Some would say that stopping the little yellow school bus from Minnesota, after letting 100 tons of humanitarian aid cross the border from Laredo, Texas, into Mexico, en route to Cuba, was simply a colossal blunder by an inept customs agent that put the Clinton administration in an awkward position.

Most people assumed that in a few days the Treasury Department would realise its mistake and the bus would be permitted to join the rest of the second Friendshipment Caravan in Tampico, Mexico, where the goods were being loaded onto a ship bound for Cuba by Mexican stevedores who were donating their labour, like everyone else involved in this massive effort to defy the United States' 34-year-old blockade of the rebellious island.

But it didn't happen that way. The bus remained impounded in the customs parking lot, tires deflated, battery removed and — for good measure — blocked front and rear by government vehicles. (Perhaps the customs agents feared these pro-Castro crazies would hoist the bus on their shoulders and carry it across the border.)

The days dragged into weeks, and the 13 people sweltering inside the bus in above 100-degree heat (along with wheelchair-bound Jane Jackson, doing the same outside the bus) were fast becoming folk heroes. They were soon joined in their protest hunger strike by hundreds of people in cities throughout the United States, Europe and Latin America. An able team of support personnel worked round the clock to get the news out, and lemonade in, to keep the hunger strikers alive in body and in the minds of the public.

Among those who joined them in their hunger strike were Cubans moved by their dedication. At the suggestion of an Episcopalian bishop, and with the logistical support of the Baptist church that has hosted Pastors for Peace and the Friendshipment caravans, church people began their own hunger strike outside the US Interests Section (equivalent to a low-level embassy) in Havana.

They were quickly joined not only by members of other religious denominations (including a group of radical lay Catholics), but by Young Communists, members of Cuba's disabled association ACLIFIM, neighbours who started by bringing them water and offering their bathrooms, and people who read about it in the papers or heard on TV or radio. The hunger strikers — limited by space considerations to about 70 — eventually included a poet, an artist, a Nueva Trova musician, a Cuban Communist Party analyst, two Argentinians, one Spaniard, a retired school teacher who recalled meeting Ho Chi Minh in 1963, and a 14-year-old girl who wrote a protest letter to President Clinton that the US diplomats refused to accept, and decided on the spot to join the hunger strike.
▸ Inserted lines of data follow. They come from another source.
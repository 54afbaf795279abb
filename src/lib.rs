// Copyright (c) the spacetimedb-client authors 2025
// This file is licensed under the MIT, see license.md file

//! Minimal async client for SpacetimeDB.
//!
//! The crate is a thin adapter over the server's HTTP and WebSocket
//! surfaces. Identity management, database metadata and SQL queries are
//! single-shot HTTP request/response cycles; [`Client::connect`] opens a
//! persistent socket for streaming schemaless JSON messages in both
//! directions.
//!
//! Every operation is fallible and surfaces a [`ClientError`] describing
//! exactly what went wrong. Nothing is retried on the client's behalf.
//!
//! ```no_run
//! use spacetimedb_client::Client;
//!
//! #[tokio::main]
//! async fn main() -> Result<(), Box<dyn std::error::Error>> {
//! 	let client = Client::new("http://localhost:3000")?;
//! 	let record = client.create_identity().await?;
//!
//! 	// Rebuild the client with the issued credential.
//! 	let client = Client::new("http://localhost:3000")?
//! 		.with_token(record.token.clone())
//! 		.with_identity(record.identity.clone());
//!
//! 	client.verify_identity(&record.identity).await?;
//! 	for address in client.databases(&record.identity).await? {
//! 		println!("{address}");
//! 	}
//!
//! 	client.close().await?;
//! 	Ok(())
//! }
//! ```

mod client;
mod error;
mod http;
mod ws;

pub use client::Client;
pub use error::{ClientError, Result};
pub use http::{DatabaseInfo, IdentityRecord};
// Socket payloads are schemaless; both directions speak plain JSON values.
pub use serde_json::Value;
pub use ws::Connection;
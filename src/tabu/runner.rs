//! Tabu Search execution engine.
//!
//! # Algorithm
//!
//! 1. Put every task on processor 0; this state is both the best state and
//!    the current candidate, and the first tabu entry
//! 2. At each round:
//!    a. Enumerate the moves of the current candidate
//!    b. Seed the new candidate with the first neighbor, tabu or not
//!    c. Scan the neighbors in order and take any non-tabu neighbor that is
//!    strictly better than the running candidate
//!    d. Update the best state if the candidate beats it
//!    e. Append the candidate to the tabu list
//! 3. Stop after `max_iterations` rounds
//!
//! When every neighbor is tabu the candidate stays at the seed, which may
//! be worse than the previous candidate and may already be tabu. The search
//! can cycle in that case.
//!
//! # Reference
//!
//! Glover, F. (1989). "Tabu Search—Part I", *ORSA Journal on Computing* 1(3), 190-206.

use log::{debug, trace, warn};

use super::config::{EmptyNeighborhood, TabuConfig};
use super::list::TabuList;
use crate::error::{BalanceError, Result};
use crate::fitness::{fitness, LoadProfile};
use crate::neighbor::{moves, Move};
use crate::state::{initial_state, State};

/// Result of a Tabu Search run.
#[derive(Debug, Clone, PartialEq)]
#[cfg_attr(feature = "serde", derive(serde::Serialize, serde::Deserialize))]
pub struct TabuResult {
    /// Best state found.
    pub best: State,
    /// Fitness of the best state.
    pub best_fitness: f64,
    /// Rounds executed.
    pub iterations: usize,
    /// Round (1-based) that produced the best state; 0 if the initial state
    /// was never improved.
    pub best_iteration: usize,
    /// Best fitness after each round.
    pub fitness_history: Vec<f64>,
}

/// Outcome of [`TabuSearch::step`].
#[derive(Debug, Clone, Copy, PartialEq, Eq)]
pub enum Step {
    /// A round ran.
    Advanced,
    /// No round ran: the iteration budget is spent or the candidate has no
    /// neighbors.
    Finished,
}

/// A Tabu Search in progress.
///
/// Holds the best state, the current candidate and the tabu list, and
/// advances one round per [`step`](Self::step).
///
/// # Examples
///
/// ```
/// use u_balance::tabu::{Step, TabuConfig, TabuSearch};
///
/// let config = TabuConfig::default().with_max_iterations(5);
/// let mut search = TabuSearch::new(2, &[4, 3, 1], config).unwrap();
/// while search.step().unwrap() == Step::Advanced {
///     assert!(search.tabu_list().len() <= 100);
/// }
/// assert_eq!(search.iteration(), 5);
/// assert_eq!(search.best_fitness(), 0.0);
/// ```
#[derive(Debug, Clone)]
pub struct TabuSearch {
    config: TabuConfig,
    best: State,
    best_fitness: f64,
    best_iteration: usize,
    candidate: State,
    tabu: TabuList,
    iteration: usize,
    history: Vec<f64>,
    exhausted: bool,
}

impl TabuSearch {
    /// Prepares a search from the all-on-processor-0 assignment.
    ///
    /// # Errors
    ///
    /// Any error of [`initial_state`] or [`TabuConfig::validate`].
    pub fn new(processor_count: usize, tasks: &[u64], config: TabuConfig) -> Result<Self> {
        let s0 = initial_state(processor_count, tasks)?;
        Self::from_state(s0, config)
    }

    /// Prepares a search starting from `state`.
    ///
    /// # Errors
    ///
    /// Any error of [`TabuConfig::validate`].
    pub fn from_state(state: State, config: TabuConfig) -> Result<Self> {
        config.validate()?;

        let best_fitness = fitness(&state);
        debug!(
            "tabu search start: {} processors, {} tasks, fitness {best_fitness}",
            state.processor_count(),
            state.task_count()
        );

        let mut tabu = TabuList::new(config.max_size, config.eviction);
        tabu.push(state.clone());

        Ok(Self {
            history: Vec::with_capacity(config.max_iterations),
            config,
            best: state.clone(),
            best_fitness,
            best_iteration: 0,
            candidate: state,
            tabu,
            iteration: 0,
            exhausted: false,
        })
    }

    /// Runs one round.
    ///
    /// # Errors
    ///
    /// [`BalanceError::DegenerateNeighborhood`] when the candidate has no
    /// neighbors and the configuration asks for an error.
    pub fn step(&mut self) -> Result<Step> {
        if self.exhausted || self.iteration >= self.config.max_iterations {
            return Ok(Step::Finished);
        }

        let base = &self.candidate;
        let all: Vec<Move> = moves(base).collect();
        let Some(seed) = all.first() else {
            return self.on_empty_neighborhood();
        };

        let profile = LoadProfile::new(base);
        let scores = self.score(&profile, &all);

        let mut chosen = seed.apply(base);
        let mut chosen_fitness = scores[0];
        for (mv, &score) in all.iter().zip(&scores).skip(1) {
            if score >= chosen_fitness {
                continue;
            }
            let neighbor = mv.apply(base);
            if self.tabu.contains(&neighbor) {
                continue;
            }
            chosen = neighbor;
            chosen_fitness = score;
        }

        self.iteration += 1;
        trace!(
            "round {}: {} neighbors, candidate fitness {chosen_fitness}",
            self.iteration,
            all.len()
        );

        if chosen_fitness < self.best_fitness {
            debug!(
                "round {}: best fitness {} -> {chosen_fitness}",
                self.iteration, self.best_fitness
            );
            self.best = chosen.clone();
            self.best_fitness = chosen_fitness;
            self.best_iteration = self.iteration;
        }

        self.tabu.push(chosen.clone());
        self.candidate = chosen;
        self.history.push(self.best_fitness);

        Ok(Step::Advanced)
    }

    fn on_empty_neighborhood(&mut self) -> Result<Step> {
        match self.config.empty_neighborhood {
            EmptyNeighborhood::Stop => {
                warn!(
                    "round {}: candidate has no neighbors, stopping",
                    self.iteration + 1
                );
                self.exhausted = true;
                Ok(Step::Finished)
            }
            EmptyNeighborhood::Error => Err(BalanceError::DegenerateNeighborhood {
                iteration: self.iteration + 1,
            }),
        }
    }

    fn score(&self, profile: &LoadProfile, all: &[Move]) -> Vec<f64> {
        let base = &self.candidate;

        #[cfg(feature = "parallel")]
        {
            if self.config.parallel {
                use rayon::prelude::*;
                return all
                    .par_iter()
                    .map(|mv| profile.fitness_after(mv, mv.weight(base)))
                    .collect();
            }
        }

        all.iter()
            .map(|mv| profile.fitness_after(mv, mv.weight(base)))
            .collect()
    }

    /// Runs the remaining rounds and returns the result.
    ///
    /// # Errors
    ///
    /// See [`step`](Self::step).
    pub fn run(mut self) -> Result<TabuResult> {
        while self.step()? == Step::Advanced {}

        debug!(
            "tabu search done: {} rounds, best fitness {} at round {}",
            self.iteration, self.best_fitness, self.best_iteration
        );

        Ok(TabuResult {
            best: self.best,
            best_fitness: self.best_fitness,
            iterations: self.iteration,
            best_iteration: self.best_iteration,
            fitness_history: self.history,
        })
    }

    /// Best state found so far.
    pub fn best(&self) -> &State {
        &self.best
    }

    /// Fitness of [`best`](Self::best).
    pub fn best_fitness(&self) -> f64 {
        self.best_fitness
    }

    /// Candidate selected by the last round (the start state before any).
    pub fn best_candidate(&self) -> &State {
        &self.candidate
    }

    /// Current tabu memory.
    pub fn tabu_list(&self) -> &TabuList {
        &self.tabu
    }

    /// Rounds executed so far.
    pub fn iteration(&self) -> usize {
        self.iteration
    }

    /// Best fitness after each executed round.
    pub fn fitness_history(&self) -> &[f64] {
        &self.history
    }

    /// Active configuration.
    pub fn config(&self) -> &TabuConfig {
        &self.config
    }
}

/// Tabu Search runner.
pub struct TabuRunner;

impl TabuRunner {
    /// Balances `tasks` over `processor_count` processors.
    ///
    /// # Examples
    ///
    /// ```
    /// use u_balance::tabu::{TabuConfig, TabuRunner};
    ///
    /// let config = TabuConfig::default().with_max_iterations(50);
    /// let result = TabuRunner::run(2, &[1, 1], &config).unwrap();
    /// assert_eq!(result.best_fitness, 0.0);
    /// assert_eq!(result.iterations, 50);
    /// ```
    ///
    /// # Errors
    ///
    /// See [`TabuSearch::new`] and [`TabuSearch::step`].
    pub fn run(processor_count: usize, tasks: &[u64], config: &TabuConfig) -> Result<TabuResult> {
        TabuSearch::new(processor_count, tasks, config.clone())?.run()
    }
}

/// Runs Tabu Search with `max_iter` rounds and a tabu list of `max_size`
/// states, returning the best state found.
///
/// Use [`DEFAULT_MAX_ITERATIONS`](super::DEFAULT_MAX_ITERATIONS) and
/// [`DEFAULT_MAX_SIZE`](super::DEFAULT_MAX_SIZE) for the usual settings.
///
/// # Errors
///
/// See [`TabuSearch::new`].
pub fn tabu_search(
    processor_count: usize,
    tasks: &[u64],
    max_iter: usize,
    max_size: usize,
) -> Result<State> {
    let config = TabuConfig::default()
        .with_max_iterations(max_iter)
        .with_max_size(max_size);
    TabuRunner::run(processor_count, tasks, &config).map(|result| result.best)
}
The Cuban branch of the International Red Cross helped them set up tents and monitor the health of the hunger strikers. Fidel Castro and other government leaders visited them in the early dawn hours each day. Bands played music. The church people sang, "Que no caiga la fe, que no caiga la esperanza" (Keep the faith, don't give up hope). Thousands of people passed by at one time or another, on bike, on foot, bearing presents or messages of encouragement.

And this was the climate that the Laredo 14 + 20 (of the support personnel and San Francisco sympathy strikers) walked into when the Treasury Department finally decided it was better off calling it quits and getting the bus out of Laredo.